* Records shown:
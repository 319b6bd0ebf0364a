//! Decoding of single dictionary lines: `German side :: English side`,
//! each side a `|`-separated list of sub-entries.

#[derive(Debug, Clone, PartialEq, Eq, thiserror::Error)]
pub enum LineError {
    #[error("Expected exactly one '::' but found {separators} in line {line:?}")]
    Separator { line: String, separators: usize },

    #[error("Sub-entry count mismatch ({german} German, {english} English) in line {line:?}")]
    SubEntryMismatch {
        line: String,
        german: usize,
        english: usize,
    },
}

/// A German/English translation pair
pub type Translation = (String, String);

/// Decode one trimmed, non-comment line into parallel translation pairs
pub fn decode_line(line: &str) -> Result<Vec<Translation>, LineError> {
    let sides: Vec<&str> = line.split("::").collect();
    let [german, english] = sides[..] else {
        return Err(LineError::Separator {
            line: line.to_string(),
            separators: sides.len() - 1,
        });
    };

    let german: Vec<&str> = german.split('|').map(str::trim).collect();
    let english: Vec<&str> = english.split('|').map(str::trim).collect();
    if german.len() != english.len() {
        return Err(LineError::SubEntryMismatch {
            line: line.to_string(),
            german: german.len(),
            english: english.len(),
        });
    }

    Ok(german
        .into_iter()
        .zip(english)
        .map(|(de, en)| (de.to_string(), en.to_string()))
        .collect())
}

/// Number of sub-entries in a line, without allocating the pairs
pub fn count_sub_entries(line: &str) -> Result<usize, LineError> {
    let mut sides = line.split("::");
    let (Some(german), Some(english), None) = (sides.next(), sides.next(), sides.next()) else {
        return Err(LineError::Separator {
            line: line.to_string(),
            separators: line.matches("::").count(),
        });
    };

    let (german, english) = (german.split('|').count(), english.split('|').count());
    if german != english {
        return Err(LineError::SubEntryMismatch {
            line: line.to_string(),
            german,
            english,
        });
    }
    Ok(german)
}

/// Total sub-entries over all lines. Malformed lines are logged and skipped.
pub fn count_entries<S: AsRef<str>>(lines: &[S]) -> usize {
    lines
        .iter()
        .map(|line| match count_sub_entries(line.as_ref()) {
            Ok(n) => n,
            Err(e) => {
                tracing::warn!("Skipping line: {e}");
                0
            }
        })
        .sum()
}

* What the task requires:
Please go through the material and return each line where the word "pairs" appears.

* Exercise solution:
/// Decode one trimmed, non-comment line into parallel translation pairs
/// Number of sub-entries in a line, without allocating the pairs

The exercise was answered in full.